The Brampton Cenotaph stands in Memorial Square at the corner of Wellington St W and Main St S, beside the City Hall. It was designed by Toronto architect Mackenzie Waters and unveiled on July 4, 1928 by Governor General Lord Willingdon.
The pylon is carved from light grey Canadian granite. A 1993 pamphlet to mark the 75th Remembrance Day service states: The Memorial expresses a symbol of Service in a gradual rise from the level of inaction through service and sacrifice to great achievement rewarded by the Wreath of Victory.

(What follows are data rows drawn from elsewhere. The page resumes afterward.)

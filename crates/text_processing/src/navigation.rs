//! Navigation command tables
//!
//! Per-language ordered patterns for "go to cart" / "কার্ট পেজে যাও" style
//! commands. Unlike category commands, the table is chosen by the stored
//! language preference rather than by the transcript's script.

use once_cell::sync::Lazy;

use voice_intent_core::{IntentType, Language};

use crate::patterns::{
    self, bengali_phrase, bengali_target, english_phrase, english_target, CommandPattern,
    PatternSpec,
};

const ENGLISH_SPECS: &[PatternSpec<IntentType>] = &[
    PatternSpec {
        name: "go_to",
        pattern: r"^(?:go\s+to|navigate\s+to|take\s+me\s+to)\s+(?P<phrase>.+)$",
        extract: english_target,
        kind: IntentType::Navigation,
    },
    PatternSpec {
        name: "open",
        pattern: r"^open\s+(?:up\s+)?(?P<phrase>.+)$",
        extract: english_target,
        kind: IntentType::Navigation,
    },
    PatternSpec {
        name: "search",
        pattern: r"^(?:search\s+for|search|find|look\s+for)\s+(?P<phrase>.+)$",
        extract: english_phrase,
        kind: IntentType::Search,
    },
    PatternSpec {
        name: "show",
        pattern: r"^show\s+(?P<phrase>.+)$",
        extract: english_phrase,
        kind: IntentType::Search,
    },
];

const BENGALI_SPECS: &[PatternSpec<IntentType>] = &[
    PatternSpec {
        name: "go_to",
        pattern: r"^(?P<phrase>.+?)(?:\s+(?:পেজে|পাতায়))?\s+(?:যাও|যান|চলো)$",
        extract: bengali_target,
        kind: IntentType::Navigation,
    },
    PatternSpec {
        name: "open_prefix",
        pattern: r"^(?:খোলো|খুলুন|খুলো)\s+(?P<phrase>.+)$",
        extract: bengali_target,
        kind: IntentType::Navigation,
    },
    PatternSpec {
        name: "open_suffix",
        pattern: r"^(?P<phrase>.+?)\s+(?:খুলো|খোলো|খুলুন)$",
        extract: bengali_target,
        kind: IntentType::Navigation,
    },
    PatternSpec {
        name: "search_suffix",
        pattern: r"^(?P<phrase>.+?)\s+(?:খুঁজুন|খুঁজো|খোঁজো|খুঁজে\s+দাও|সার্চ\s+করো)$",
        extract: bengali_phrase,
        kind: IntentType::Search,
    },
    PatternSpec {
        name: "search_prefix",
        pattern: r"^(?:খুঁজুন|খুঁজো|খোঁজো|খুঁজে\s+দাও|সার্চ\s+করো)\s+(?P<phrase>.+)$",
        extract: bengali_phrase,
        kind: IntentType::Search,
    },
    PatternSpec {
        name: "show",
        pattern: r"^(?P<phrase>.+?)\s+(?:দেখাও|দেখান)$",
        extract: bengali_phrase,
        kind: IntentType::Search,
    },
];

static ENGLISH_PATTERNS: Lazy<Vec<CommandPattern<IntentType>>> =
    Lazy::new(|| patterns::compile("navigation.en", ENGLISH_SPECS));

static BENGALI_PATTERNS: Lazy<Vec<CommandPattern<IntentType>>> =
    Lazy::new(|| patterns::compile("navigation.bn", BENGALI_SPECS));

pub fn navigation_patterns(language: Language) -> &'static [CommandPattern<IntentType>] {
    match language {
        Language::English => &ENGLISH_PATTERNS,
        Language::Bengali => &BENGALI_PATTERNS,
    }
}

/// Run one language's table over an already normalized transcript
pub fn match_navigation(language: Language, normalized: &str) -> Option<(IntentType, String)> {
    patterns::first_match(navigation_patterns(language), normalized)
        .map(|(pattern, target)| (pattern.kind, target))
}
//! Localized confirmation messages

use voice_intent_core::Language;

/// Message families the UI asks for
#[derive(Debug, Clone, Copy, PartialEq, Eq, Hash)]
pub enum MessageKind {
    Navigating,
    Opening,
    Showing,
    SearchResults,
}

impl MessageKind {
    /// Accepts the UI's names (`searchResults`) and snake_case
    pub fn parse(kind: &str) -> Option<Self> {
        match kind.trim() {
            "navigating" => Some(Self::Navigating),
            "opening" => Some(Self::Opening),
            "showing" => Some(Self::Showing),
            "searchResults" | "search_results" => Some(Self::SearchResults),
            _ => None,
        }
    }

    pub fn as_str(&self) -> &'static str {
        match self {
            Self::Navigating => "navigating",
            Self::Opening => "opening",
            Self::Showing => "showing",
            Self::SearchResults => "searchResults",
        }
    }
}

struct Templates {
    navigating: &'static str,
    opening: &'static str,
    showing: &'static str,
    search_results: &'static str,
}

impl Templates {
    fn get(&self, kind: MessageKind) -> &'static str {
        match kind {
            MessageKind::Navigating => self.navigating,
            MessageKind::Opening => self.opening,
            MessageKind::Showing => self.showing,
            MessageKind::SearchResults => self.search_results,
        }
    }
}

const ENGLISH: Templates = Templates {
    navigating: "Navigating to {}",
    opening: "Opening {}",
    showing: "Showing {}",
    search_results: "Search results for \"{}\"",
};

const BENGALI: Templates = Templates {
    navigating: "{} এ যাচ্ছি",
    opening: "{} খোলা হচ্ছে",
    showing: "{} দেখানো হচ্ছে",
    search_results: "\"{}\" এর অনুসন্ধান ফলাফল",
};

fn templates(language: Language) -> &'static Templates {
    match language {
        Language::English => &ENGLISH,
        Language::Bengali => &BENGALI,
    }
}

/// Format `kind` for `value` in `language`
///
/// `language` is `None` when the active code has no template family; English
/// is used then. Unknown kinds return `value` unchanged.
pub fn success_message(language: Option<Language>, kind: &str, value: &str) -> String {
    match MessageKind::parse(kind) {
        Some(kind) => format_message(language.unwrap_or(Language::English), kind, value),
        None => value.to_string(),
    }
}

pub fn format_message(language: Language, kind: MessageKind, value: &str) -> String {
    templates(language).get(kind).replacen("{}", value, 1)
}
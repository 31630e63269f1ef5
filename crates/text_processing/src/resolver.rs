//! Voice intent resolver
//!
//! Entry point for the voice UI. Owns the category matcher, the route table
//! and the stored language preference, and dispatches transcripts to the
//! category-command or navigation parsers.
//!
//! The two parsers choose their language differently: category commands go
//! by the script of the transcript, navigation commands by the stored
//! preference (with an English fallback).

use std::sync::Arc;

use voice_intent_config::{MatchMode, Settings};
use voice_intent_core::{IntentType, Language, ParsedIntent, Script, VoiceIntent};
use voice_intent_persistence::{create_store, LanguagePreference, PreferenceStore};

use crate::command;
use crate::languages::{self, LanguageInfo};
use crate::lexicon::{CategoryInfo, CategoryLexicon};
use crate::matcher::CategoryMatcher;
use crate::messages::{self, MessageKind};
use crate::navigation;
use crate::patterns;
use crate::routes::RouteTable;
use crate::Result;

#[derive(Debug, Clone)]
pub struct VoiceIntentResolver {
    matcher: CategoryMatcher,
    preference: LanguagePreference,
    routes: Arc<RouteTable>,
}

impl VoiceIntentResolver {
    /// Built-in lexicon and routes, substring matching
    pub fn new(preference: LanguagePreference) -> Self {
        Self {
            matcher: CategoryMatcher::default(),
            preference,
            routes: Arc::new(RouteTable::builtin()),
        }
    }

    /// Build everything, including the preference store, from settings
    pub fn from_settings(settings: &Settings) -> Result<Self> {
        let store = create_store(&settings.preferences)?;
        Self::with_store(store, settings)
    }

    /// Build from settings around an existing preference store
    pub fn with_store(store: Arc<dyn PreferenceStore>, settings: &Settings) -> Result<Self> {
        let preference = LanguagePreference::from_config(store, &settings.voice)?;
        let lexicon = match &settings.lexicon.path {
            Some(path) => Arc::new(CategoryLexicon::load(path)?),
            None => CategoryLexicon::builtin(),
        };

        tracing::info!(
            default_language = %preference.default_language().code(),
            match_mode = ?settings.matching.mode,
            categories = lexicon.len(),
            "Voice intent resolver ready"
        );

        Ok(Self {
            matcher: CategoryMatcher::new(lexicon, settings.matching.mode),
            preference,
            routes: Arc::new(RouteTable::builtin()),
        })
    }

    pub fn with_lexicon(mut self, lexicon: Arc<CategoryLexicon>) -> Self {
        self.matcher = CategoryMatcher::new(lexicon, self.matcher.mode());
        self
    }

    pub fn with_match_mode(mut self, mode: MatchMode) -> Self {
        self.matcher = CategoryMatcher::new(self.matcher.shared_lexicon(), mode);
        self
    }

    pub fn with_routes(mut self, routes: RouteTable) -> Self {
        self.routes = Arc::new(routes);
        self
    }

    pub fn matcher(&self) -> &CategoryMatcher {
        &self.matcher
    }

    pub fn lexicon(&self) -> &CategoryLexicon {
        self.matcher.lexicon()
    }

    pub fn preference(&self) -> &LanguagePreference {
        &self.preference
    }

    // Language preference

    /// Stored language code (`"en"` when unset), as stored
    pub fn current_language(&self) -> String {
        self.preference.code()
    }

    /// Stored language, if it is one with pattern tables
    pub fn active_language(&self) -> Option<Language> {
        self.preference.language()
    }

    pub fn set_language(&self, language: Language) -> Result<()> {
        self.preference.set(language)?;
        tracing::info!(language = %language.code(), "Voice command language changed");
        Ok(())
    }

    pub fn supported_languages() -> Vec<LanguageInfo> {
        languages::supported_languages()
    }

    // Categories

    pub fn match_category(&self, input: &str) -> Option<&str> {
        self.matcher.match_category(input)
    }

    pub fn parse_category_command(&self, voice_command: &str) -> ParsedIntent {
        command::parse_category_command(&self.matcher, voice_command)
    }

    pub fn category_display_name<'a>(&'a self, id: &'a str, language: Language) -> &'a str {
        self.lexicon().display_name(id, language)
    }

    pub fn all_categories(&self) -> Vec<CategoryInfo> {
        self.lexicon().all_categories()
    }

    pub fn is_valid_category(&self, id: &str) -> bool {
        self.lexicon().is_valid_category(id)
    }

    pub fn suggest_categories(&self, partial: &str, limit: usize) -> Vec<CategoryInfo> {
        self.lexicon().suggest(partial, limit)
    }

    // Navigation

    /// Parse a navigation or search command in the stored language
    ///
    /// Falls back to the English table when the stored language's table has
    /// no match. `None` means nothing actionable was recognized.
    pub fn parse_voice_intent(&self, transcript: &str) -> Option<VoiceIntent> {
        let normalized = patterns::normalize(transcript);
        if normalized.is_empty() {
            return None;
        }

        let code = self.preference.code();
        let active = Language::from_str_loose(&code);

        match active {
            Some(language) => {
                if let Some(intent) = Self::navigation_intent(language, &normalized) {
                    return Some(intent);
                }
            }
            None => {
                tracing::warn!(code = %code, "No navigation patterns for stored language, using English");
            }
        }

        if active != Some(Language::English) {
            if let Some(intent) = Self::navigation_intent(Language::English, &normalized) {
                tracing::debug!(
                    active = %code,
                    script = ?Script::detect(&normalized),
                    "Matched through English fallback"
                );
                return Some(intent);
            }
        }

        tracing::debug!(transcript = %normalized, language = %code, "No voice intent recognized");
        None
    }

    fn navigation_intent(language: Language, normalized: &str) -> Option<VoiceIntent> {
        let (intent_type, target) = navigation::match_navigation(language, normalized)?;
        tracing::debug!(
            intent = ?intent_type,
            target = %target,
            language = %language.code(),
            "Parsed voice intent"
        );
        Some(VoiceIntent {
            intent_type,
            target,
            language,
        })
    }

    /// Path for a navigation target under the stored language
    pub fn resolve_route(&self, target: &str) -> Option<&str> {
        self.routes.resolve(target, self.active_language())
    }

    /// Route name → path pairs available in the stored language
    pub fn available_routes(&self) -> Vec<(&str, &str)> {
        self.routes.routes_for(self.active_language())
    }

    // Messages

    /// Localized message; unknown kinds return `value` unchanged
    pub fn success_message(&self, kind: &str, value: &str) -> String {
        messages::success_message(self.active_language(), kind, value)
    }

    /// Message confirming a parsed navigation intent
    pub fn confirmation(&self, intent: &VoiceIntent) -> String {
        let kind = match intent.intent_type {
            IntentType::Navigation => MessageKind::Navigating,
            IntentType::Search => MessageKind::SearchResults,
        };
        messages::format_message(intent.language, kind, &intent.target)
    }
}

impl Default for VoiceIntentResolver {
    fn default() -> Self {
        Self::new(LanguagePreference::default())
    }
}
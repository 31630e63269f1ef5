//! Category commands
//!
//! Turns "show me laptops" / "ল্যাপটপ দেখাও" style commands into a
//! [`ParsedIntent`]: either a canonical category or a free-text search.

use once_cell::sync::Lazy;

use voice_intent_core::{CommandKind, Language, ParsedIntent};

use crate::matcher::CategoryMatcher;
use crate::patterns::{self, bengali_phrase, english_phrase, CommandPattern, PatternSpec};

const ENGLISH_SPECS: &[PatternSpec<CommandKind>] = &[
    PatternSpec {
        name: "show",
        pattern: r"^(?:show|display|view)\s+(?:me\s+)?(?P<phrase>.+)$",
        extract: english_phrase,
        kind: CommandKind::Show,
    },
    PatternSpec {
        name: "find",
        pattern: r"^(?:find|search(?:\s+for)?|look\s+for)\s+(?:me\s+)?(?P<phrase>.+)$",
        extract: english_phrase,
        kind: CommandKind::Find,
    },
    PatternSpec {
        name: "want",
        pattern: r"^(?:give\s+me|i\s+want|i\s+need|get\s+me)\s+(?P<phrase>.+)$",
        extract: english_phrase,
        kind: CommandKind::Want,
    },
];

const BENGALI_SPECS: &[PatternSpec<CommandKind>] = &[
    PatternSpec {
        name: "show",
        pattern: r"^(?:দেখাও|দেখান|দেখা)\s+(?P<phrase>.+)$",
        extract: bengali_phrase,
        kind: CommandKind::Show,
    },
    PatternSpec {
        name: "find",
        pattern: r"^(?:খুঁজে\s+দাও|খুঁজুন|খুঁজো|খোঁজো|খোঁজ)\s+(?P<phrase>.+)$",
        extract: bengali_phrase,
        kind: CommandKind::Find,
    },
    PatternSpec {
        name: "want_shown",
        pattern: r"^আমাকে\s+(?P<phrase>.+?)\s+(?:দেখান|দেখাও)$",
        extract: bengali_phrase,
        kind: CommandKind::Want,
    },
    PatternSpec {
        name: "want",
        pattern: r"^(?P<phrase>.+?)\s+চাই$",
        extract: bengali_phrase,
        kind: CommandKind::Want,
    },
];

static ENGLISH_PATTERNS: Lazy<Vec<CommandPattern<CommandKind>>> =
    Lazy::new(|| patterns::compile("category_commands.en", ENGLISH_SPECS));

static BENGALI_PATTERNS: Lazy<Vec<CommandPattern<CommandKind>>> =
    Lazy::new(|| patterns::compile("category_commands.bn", BENGALI_SPECS));

/// Compiled category command table for a language
pub fn category_patterns(language: Language) -> &'static [CommandPattern<CommandKind>] {
    match language {
        Language::English => &ENGLISH_PATTERNS,
        Language::Bengali => &BENGALI_PATTERNS,
    }
}

/// Bengali if the command holds any Bengali letter, English otherwise
pub fn detect_command_language(text: &str) -> Language {
    if Language::Bengali.script().appears_in(text) {
        Language::Bengali
    } else {
        Language::English
    }
}

/// Parse a category command
///
/// The command's own script picks the pattern table; the stored language
/// preference plays no part. A recognised command whose phrase names no
/// category becomes a search for that phrase. Text matching no pattern is
/// tried as a bare category name, then taken as a search query verbatim.
pub fn parse_category_command(matcher: &CategoryMatcher, voice_command: &str) -> ParsedIntent {
    let normalized = patterns::normalize(voice_command);
    let language = detect_command_language(&normalized);
    if normalized.is_empty() {
        return ParsedIntent::empty(language);
    }

    if let Some((pattern, phrase)) = patterns::first_match(category_patterns(language), &normalized)
    {
        let intent = match matcher.match_category(&phrase) {
            Some(category) => ParsedIntent::category(category, pattern.kind, language),
            None => ParsedIntent::search(phrase, pattern.kind, language),
        };
        tracing::debug!(
            pattern = pattern.name,
            language = %language.code(),
            category = ?intent.category,
            "Parsed category command"
        );
        return intent;
    }

    match matcher.match_category(&normalized) {
        Some(category) => ParsedIntent::category(category, CommandKind::Direct, language),
        None => ParsedIntent::search(normalized, CommandKind::Search, language),
    }
}

#[cfg(test)]
mod tests {
    use super::*;

    fn parse(command: &str) -> ParsedIntent {
        parse_category_command(&CategoryMatcher::default(), command)
    }

    #[test]
    fn test_tables_compile() {
        assert_eq!(category_patterns(Language::English).len(), ENGLISH_SPECS.len());
        assert_eq!(category_patterns(Language::Bengali).len(), BENGALI_SPECS.len());
    }

    #[test]
    fn test_english_show() {
        let intent = parse("show me laptops");
        assert_eq!(intent.category.as_deref(), Some("laptop"));
        assert_eq!(intent.search_query, None);
        assert_eq!(intent.command, CommandKind::Show);
        assert_eq!(intent.language, Language::English);
    }

    #[test]
    fn test_english_verbs() {
        let intent = parse("Display the headphones.");
        assert_eq!(intent.category.as_deref(), Some("headphone"));
        assert_eq!(intent.command, CommandKind::Show);

        let intent = parse("search for smart watches");
        assert_eq!(intent.category.as_deref(), Some("watch"));
        assert_eq!(intent.command, CommandKind::Find);

        let intent = parse("look for cameras");
        assert_eq!(intent.category.as_deref(), Some("camera"));
        assert_eq!(intent.command, CommandKind::Find);

        let intent = parse("I need a new phone");
        assert_eq!(intent.category.as_deref(), Some("mobile"));
        assert_eq!(intent.command, CommandKind::Want);
    }

    #[test]
    fn test_find_without_category_is_search() {
        let intent = parse("find me something blue");
        assert_eq!(intent.category, None);
        assert_eq!(intent.search_query.as_deref(), Some("something blue"));
        assert_eq!(intent.command, CommandKind::Find);
        assert_eq!(intent.language, Language::English);
    }

    #[test]
    fn test_search_formal_is_not_search_for() {
        let intent = parse("search formal shirts");
        assert_eq!(intent.category.as_deref(), Some("fashion"));
        assert_eq!(intent.command, CommandKind::Find);
    }

    #[test]
    fn test_bengali_suffix_want() {
        let intent = parse("ল্যাপটপ চাই");
        assert_eq!(intent.category.as_deref(), Some("laptop"));
        assert_eq!(intent.command, CommandKind::Want);
        assert_eq!(intent.language, Language::Bengali);
    }

    #[test]
    fn test_bengali_verbs() {
        let intent = parse("দেখাও মোবাইল");
        assert_eq!(intent.category.as_deref(), Some("mobile"));
        assert_eq!(intent.command, CommandKind::Show);

        let intent = parse("খুঁজুন জুতা");
        assert_eq!(intent.category.as_deref(), Some("shoes"));
        assert_eq!(intent.command, CommandKind::Find);

        let intent = parse("খুঁজে দাও হেডফোন");
        assert_eq!(intent.category.as_deref(), Some("headphone"));
        assert_eq!(intent.command, CommandKind::Find);

        let intent = parse("আমাকে ঘড়ি দেখান");
        assert_eq!(intent.category.as_deref(), Some("watch"));
        assert_eq!(intent.command, CommandKind::Want);
    }

    #[test]
    fn test_bengali_unknown_phrase_is_search() {
        let intent = parse("খুঁজুন লাল গোলাপ");
        assert_eq!(intent.category, None);
        assert_eq!(intent.search_query.as_deref(), Some("লাল গোলাপ"));
        assert_eq!(intent.command, CommandKind::Find);
        assert_eq!(intent.language, Language::Bengali);
    }

    #[test]
    fn test_bare_category_is_direct() {
        let intent = parse("Headphones");
        assert_eq!(intent.category.as_deref(), Some("headphone"));
        assert_eq!(intent.command, CommandKind::Direct);

        let intent = parse("ট্যাবলেট");
        assert_eq!(intent.category.as_deref(), Some("tablet"));
        assert_eq!(intent.command, CommandKind::Direct);
        assert_eq!(intent.language, Language::Bengali);
    }

    #[test]
    fn test_unmatched_text_is_search() {
        let intent = parse("xyzzyqq");
        assert_eq!(intent.category, None);
        assert_eq!(intent.search_query.as_deref(), Some("xyzzyqq"));
        assert_eq!(intent.command, CommandKind::Search);
        assert_eq!(intent.language, Language::English);
    }

    #[test]
    fn test_empty_command() {
        for input in ["", "   "] {
            let intent = parse(input);
            assert_eq!(intent.category, None);
            assert_eq!(intent.search_query, None);
            assert_eq!(intent.command, CommandKind::Search);
            assert_eq!(intent.language, Language::English);
        }
    }

    #[test]
    fn test_bare_verb_falls_through() {
        // "show me" has no phrase, so it is not a show command
        let intent = parse("show me");
        assert_eq!(intent.command, CommandKind::Search);
        assert_eq!(intent.search_query.as_deref(), Some("show me"));
    }

    #[test]
    fn test_exactly_one_of_category_or_query() {
        for input in [
            "show me laptops",
            "find me something blue",
            "ল্যাপটপ চাই",
            "xyzzyqq",
            "tv",
            "give me a speaker",
        ] {
            let intent = parse(input);
            assert!(
                intent.category.is_some() ^ intent.search_query.is_some(),
                "{input}"
            );
        }
    }
}
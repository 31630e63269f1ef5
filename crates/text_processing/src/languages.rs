//! Supported voice-command languages, as offered to the user

use serde::Serialize;
use voice_intent_core::Language;

/// What a language picker and the speech engine need to know
#[derive(Debug, Clone, Copy, PartialEq, Eq, Serialize)]
#[serde(rename_all = "camelCase")]
pub struct LanguageInfo {
    pub language: Language,
    pub code: &'static str,
    pub name: &'static str,
    pub native_name: &'static str,
    pub recognition_locale: &'static str,
}

impl From<Language> for LanguageInfo {
    fn from(language: Language) -> Self {
        Self {
            language,
            code: language.code(),
            name: language.name(),
            native_name: language.native_name(),
            recognition_locale: language.recognition_locale(),
        }
    }
}

pub fn supported_languages() -> Vec<LanguageInfo> {
    Language::all().iter().copied().map(LanguageInfo::from).collect()
}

The bronze crest of what was then the Town of Brampton fronts a vault holding a book with the names the Brampton residents who died in the war. Inscription below the crest: To perpetuate the Memory of our Glorious Dead and to gratefully recognize the sacrifice of the Men of Brampton in the Great War, 1914 – 1918. Inscription on the opposite side: These thought not of self but gave their lives for us. Battle names are inscribed on the four sides.
Photos from the City of Toronto Archives show the cenotaph on the day it was unveiled. Unveiling by Governor General, City of Toronto Archives, Globe and Mail fonds, Fonds 1266, Item 14065. Surrounded by wreaths, City of Toronto Archives, Globe and Mail fonds, Fonds 1266, Item 14069.